━━━ Given entries
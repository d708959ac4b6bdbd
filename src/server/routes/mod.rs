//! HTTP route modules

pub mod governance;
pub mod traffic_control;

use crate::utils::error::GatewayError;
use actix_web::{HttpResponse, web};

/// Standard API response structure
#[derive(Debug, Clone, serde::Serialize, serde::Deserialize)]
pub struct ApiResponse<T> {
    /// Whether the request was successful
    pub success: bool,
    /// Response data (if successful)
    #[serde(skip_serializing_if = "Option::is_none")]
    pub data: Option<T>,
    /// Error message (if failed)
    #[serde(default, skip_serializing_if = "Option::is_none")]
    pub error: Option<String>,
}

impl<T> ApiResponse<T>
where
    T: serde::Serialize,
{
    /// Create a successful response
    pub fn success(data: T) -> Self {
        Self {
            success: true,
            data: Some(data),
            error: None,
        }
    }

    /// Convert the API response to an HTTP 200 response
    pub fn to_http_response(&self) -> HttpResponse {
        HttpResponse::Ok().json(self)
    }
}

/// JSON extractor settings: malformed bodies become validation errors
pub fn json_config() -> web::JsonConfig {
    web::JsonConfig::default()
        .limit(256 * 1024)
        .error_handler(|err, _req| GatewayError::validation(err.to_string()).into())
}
━━━━━━
▶ _Task to carry out_
Work out how many lines in the material above include the word "Serialize", and write down that number alone.

▶ _Answer area_
2